Abstract
Purpose :
This study focuses on the optimization of in situ gel forming properties of gellan and CaG solutions both with and without PVP. Additionally, it is of interest to investigate how tryptophan (acting as a model drug) affects the properties of these systems.
Methods :
Aqueous formulations of gellan, CaG, PVP, and Trypotophan were prepared at varying concentrations and were measured (after high shear) at 23C for viscosity expressed as RT K’'. Each formulation was mixed with simulated tear fluid (5:1) and the viscosity measured at 34C to give the ET K’ value. The independent variables (RT K” and ET K’) and the predictor variables of gellan, CaG, and PVP concentrations were mathematically modeled using multi-variate, nonlinear regression analysis. Linear regression was performed for ET K’ values versus RT K”. The highest allowable RT K’’ value of 5.0 PaS (dispensable from ophthalmic packaging) was used with fit equations to calculate the highest obtainable viscosities (ET K’) of gel forming solutions. The nonparametric Wilcoxon Matched-Pairs Signed-Ranks test was used to compare viscosity data for matched formulations with and without PVP.
Results :
The calculated highest obtainable ET K’ value (PaS) for those sample preparations with no PVP and with a RT K’’ of ≤5.0 were 8.54 (nonlinear regression model) and 8.57 (linear regression model).
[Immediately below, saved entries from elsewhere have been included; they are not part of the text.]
//! Request orchestration for `metasearch-core`.
//!
//! One call runs the whole pipeline on the calling thread: resolve the
//! configured form adapter, clean the raw request, build the query, layer
//! in visibility, site scope, resource types, sort, pagination and facets,
//! run the pre-dispatch hook once, dispatch to the querier, and normalize
//! the response into a success or error envelope. Two outcomes terminate
//! early (adapter missing, backend failure); nothing is retried here.

use serde::Serialize;
use serde_json::Value;
use tracing::{debug, error};

use crate::error::{Result, SearchError};
use crate::form_adapter::FormAdapterRegistry;
use crate::querier::{Querier, QuerierError};
use crate::types::{
    EngineSettings, Query, Response, SearchConfig, SearchRequest, SiteContext, SortField,
};

/// Roles that may see private content. Anything else, including an absent
/// role, leaves the query at the backend default (public only).
const PRIVILEGED_ROLES: [&str; 6] = [
    "global_admin",
    "site_admin",
    "editor",
    "reviewer",
    "author",
    "researcher",
];

/// Request keys that never count as search constraints when deciding
/// whether a request is empty.
const NON_CONSTRAINT_KEYS: [&str; 8] = [
    "page",
    "per_page",
    "limit",
    "offset",
    "sort_by",
    "sort_order",
    "resource-type",
    "sort",
];

/// Non-semantic keys stripped before anything looks at the request.
const NON_SEMANTIC_KEYS: [&str; 2] = ["csrf", "submit"];

/// Global page-size fallback when neither the request nor the site
/// settings provide one.
pub const DEFAULT_PER_PAGE: u64 = 25;

/// Pre-dispatch extension point: receives the cleaned request and the fully
/// augmented query, returns the query to dispatch. Runs exactly once per
/// call.
pub type PreDispatchHook = Box<dyn Fn(&SearchRequest, Query) -> Query + Send + Sync>;

/// The uniform result envelope handed to the presentation layer.
#[derive(Debug, Serialize)]
#[serde(tag = "status", rename_all = "lowercase")]
pub enum SearchOutcome {
    Success { data: SearchData },
    Error { message: String },
}

/// Success payload: everything a presentation layer needs to render the
/// result list, pagination, and sort selector.
#[derive(Debug, Clone, Serialize)]
pub struct SearchData {
    pub site: Option<SiteContext>,
    pub query: Query,
    pub response: Response,
    /// Configured sort fields the backend actually supports, config order.
    pub sort_options: Vec<SortField>,
    /// Max across the searched resource types' totals; the types share one
    /// paginated list, so the sum would overshoot.
    pub total_results: u64,
    pub page: u64,
}

/// Turns raw requests into result envelopes. Stateless across calls;
/// concurrent calls need no synchronization.
pub struct SearchOrchestrator {
    adapters: FormAdapterRegistry,
    default_per_page: u64,
    pre_dispatch: Option<PreDispatchHook>,
}

impl SearchOrchestrator {
    pub fn new(adapters: FormAdapterRegistry) -> Self {
        Self {
            adapters,
            default_per_page: DEFAULT_PER_PAGE,
            pre_dispatch: None,
        }
    }

    pub fn with_default_per_page(mut self, per_page: u64) -> Self {
        self.default_per_page = per_page.max(1);
        self
    }

    pub fn with_pre_dispatch(mut self, hook: PreDispatchHook) -> Self {
        self.pre_dispatch = Some(hook);
        self
    }

    /// Handle one search call end to end.
    pub fn handle(
        &self,
        request: &SearchRequest,
        config: &SearchConfig,
        engine: &EngineSettings,
        querier: &dyn Querier,
        site: Option<&SiteContext>,
        role: Option<&str>,
    ) -> SearchOutcome {
        match self.run(request, config, engine, querier, site, role) {
            Ok(data) => SearchOutcome::Success { data },
            Err(err) => SearchOutcome::Error {
                message: err.to_string(),
            },
        }
    }

    fn run(
        &self,
        request: &SearchRequest,
        config: &SearchConfig,
        engine: &EngineSettings,
        querier: &dyn Querier,
        site: Option<&SiteContext>,
        role: Option<&str>,
    ) -> Result<SearchData> {
        let Some(adapter) = self.adapters.get(&config.form_adapter) else {
            let err = SearchError::AdapterNotFound {
                name: config.form_adapter.clone(),
            };
            error!("{err}");
            return Err(err);
        };

        let (mut request, is_empty) = clean_request(request);
        if is_empty {
            // Unconstrained listing: keep the pagination/sort/facet
            // arguments and ask for everything.
            request.insert("search", Value::String("*".into()));
        }

        let mut query = adapter.to_query(&request, &config.form);

        if role.is_some_and(|role| PRIVILEGED_ROLES.contains(&role)) {
            query.set_is_public(false);
        }

        if let Some(site) = site {
            query.set_site_id(site.id);
        }

        match request.get("resource-type") {
            Some(value) => {
                query.set_resources(string_list(value));
            }
            None => {
                query.set_resources(engine.resources.clone());
            }
        }

        // Sort is only re-validated when the adapter set one; an adapter
        // that leaves it unset owns its own ordering (the API adapter).
        let sort_options = sort_options(config, querier);
        if query.sort.is_some() {
            query.sort = request
                .string_value("sort")
                .filter(|name| sort_options.iter().any(|field| field.name == *name))
                .or_else(|| sort_options.first().map(|field| field.name.clone()));
        }

        let page = request.positive_int("page").unwrap_or(1);
        let per_page = request
            .positive_int("per_page")
            .or_else(|| site.and_then(|site| site.per_page))
            .unwrap_or(self.default_per_page);
        query.set_limit_page(page, per_page);

        let has_facets = !config.facet.facets.is_empty();
        if has_facets {
            query.add_facet_fields(config.facet.facets.iter().cloned());
            if let Some(limit) = config.facet.limit {
                query.set_facet_limit(limit);
            }
            if let Some(order) = &config.facet.order {
                query.set_facet_order(order.clone());
            }
            if !config.facet.languages.is_empty() {
                query.set_facet_languages(config.facet.languages.clone());
            }
            if let Some(Value::Object(active)) = request.get("facet") {
                for (name, values) in active {
                    for value in string_list(values) {
                        query.add_active_facet(name.clone(), value);
                    }
                }
            }
        }

        if let Some(hook) = &self.pre_dispatch {
            query = hook(&request, query);
        }

        debug!(
            adapter = adapter.label(),
            page,
            per_page,
            "dispatching search query"
        );

        let mut response = match querier.query(query.clone()) {
            Ok(response) => response,
            Err(backend) => {
                let serialized = serde_json::to_string_pretty(&query)
                    .unwrap_or_else(|_| "<unserializable>".to_string());
                let message = format!("Query error: {backend}\nQuery: {serialized}");
                error!("{message}");
                return Err(SearchError::Querier(QuerierError::new(message)));
            }
        };

        if has_facets {
            // Keep only declared facet fields, in declared order.
            let filtered: Vec<_> = config
                .facet
                .facets
                .iter()
                .filter_map(|field| {
                    response
                        .facet_counts
                        .iter()
                        .find(|(name, _)| name == field)
                        .map(|(_, counts)| (field.clone(), counts.clone()))
                })
                .collect();
            response.set_facet_counts(filtered);
        }

        let total_results = query
            .resources
            .iter()
            .map(|resource| response.total_for(resource))
            .max()
            .unwrap_or(0);

        Ok(SearchData {
            site: site.cloned(),
            query,
            response,
            sort_options,
            total_results,
            page,
        })
    }
}

/// Configured sort fields the backend reports as available, config order
/// preserved.
fn sort_options(config: &SearchConfig, querier: &dyn Querier) -> Vec<SortField> {
    if config.sort_fields.is_empty() {
        return Vec::new();
    }
    let available = querier.available_sort_fields();
    config
        .sort_fields
        .iter()
        .filter(|field| available.contains(&field.name))
        .cloned()
        .collect()
}

/// Strip non-semantic keys and recursively drop empty values, then report
/// whether any search constraint remains.
fn clean_request(request: &SearchRequest) -> (SearchRequest, bool) {
    let mut cleaned = request.clone();
    for key in NON_SEMANTIC_KEYS {
        cleaned.remove(key);
    }
    cleaned.as_map_mut().retain(|_, value| prune(value));

    let is_empty = !cleaned
        .keys()
        .any(|key| !NON_CONSTRAINT_KEYS.contains(&key.as_str()));
    (cleaned, is_empty)
}

/// Whether `value` carries anything. Blank strings and transitively empty
/// containers do not; `false` and `0` are semantic tri-state inputs and do.
fn prune(value: &mut Value) -> bool {
    match value {
        Value::Null => false,
        Value::String(s) => !s.trim().is_empty(),
        Value::Array(entries) => {
            entries.retain_mut(prune);
            !entries.is_empty()
        }
        Value::Object(map) => {
            map.retain(|_, entry| prune(entry));
            !map.is_empty()
        }
        Value::Bool(_) | Value::Number(_) => true,
    }
}

/// Normalize a scalar-or-array value into a list of strings.
fn string_list(value: &Value) -> Vec<String> {
    let entries: Vec<&Value> = match value {
        Value::Array(entries) => entries.iter().collect(),
        other => vec![other],
    };
    entries
        .into_iter()
        .filter_map(|entry| match entry {
            Value::String(s) => Some(s.clone()),
            Value::Number(n) => Some(n.to_string()),
            _ => None,
        })
        .collect()
}

#[cfg(test)]
mod tests {
    use super::*;
    use serde_json::json;

    fn request(value: Value) -> SearchRequest {
        SearchRequest::from_value(value)
    }

    #[test]
    fn cleaning_strips_csrf_and_empty_values() {
        let (cleaned, _) = clean_request(&request(json!({
            "csrf": "token",
            "submit": "Search",
            "search": "tree",
            "blank": "   ",
            "nested": {"inner": "", "deep": {"also": []}},
            "list": ["", "kept"],
        })));
        assert_eq!(cleaned.get("search"), Some(&json!("tree")));
        assert!(cleaned.get("csrf").is_none());
        assert!(cleaned.get("blank").is_none());
        assert!(cleaned.get("nested").is_none());
        assert_eq!(cleaned.get("list"), Some(&json!(["kept"])));
    }

    #[test]
    fn false_and_zero_survive_cleaning() {
        let (cleaned, is_empty) = clean_request(&request(json!({
            "is_public": false,
            "count": 0,
        })));
        assert_eq!(cleaned.get("is_public"), Some(&json!(false)));
        assert_eq!(cleaned.get("count"), Some(&json!(0)));
        assert!(!is_empty);
    }

    #[test]
    fn pagination_and_sort_keys_do_not_constrain() {
        let (_, is_empty) = clean_request(&request(json!({
            "page": 2,
            "per_page": 10,
            "sort": "title asc",
            "resource-type": "items",
            "search": "",
        })));
        assert!(is_empty);

        let (_, is_empty) = clean_request(&request(json!({
            "page": 2,
            "search": "tree",
        })));
        assert!(!is_empty);
    }

    #[test]
    fn string_list_accepts_scalars_and_arrays() {
        assert_eq!(string_list(&json!("items")), vec!["items"]);
        assert_eq!(string_list(&json!(["items", "media"])), vec!["items", "media"]);
        assert_eq!(string_list(&json!([1, "x", null])), vec!["1", "x"]);
    }
}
The calculated highest obtainable ET K’ value for those sample preparations with PVP and with a RT K’’ of ≤5.0 were 15.78 (nonlinear regression model) and 9.59 (linear regression model). The calculated highest obtainable ET K’ value for those sample preparations with PVP and Tryptophan and with a RT K’’ of ≤5.0 was 10.52 using a linear regression model. Statistical analysis (p<0.05) of matched pairs indicates that Gellan + CaG preparations with PVP demonstrated higher RT K” values and ET K’ values than corresponding preparations without PVP.
Conclusions :
The data indicates that the addition of PVP to ophthalmic gellan/Ca Gluconate preparations increases the gel forming properties of the formulations while still retaining the ability to be dispensed from an ophthalmic bottle. The use of the model drug tryptophan, at equal molar concentration to 0.5% Timolol, indicates that PVP may be used in aqueous gellan plus calcium gluconate solutions to slow drug release without a negative effect upon the gel forming properties of these systems.
This is an abstract that was submitted for the 2017 ARVO Annual Meeting, held in Baltimore, MD, May 7-11, 2017.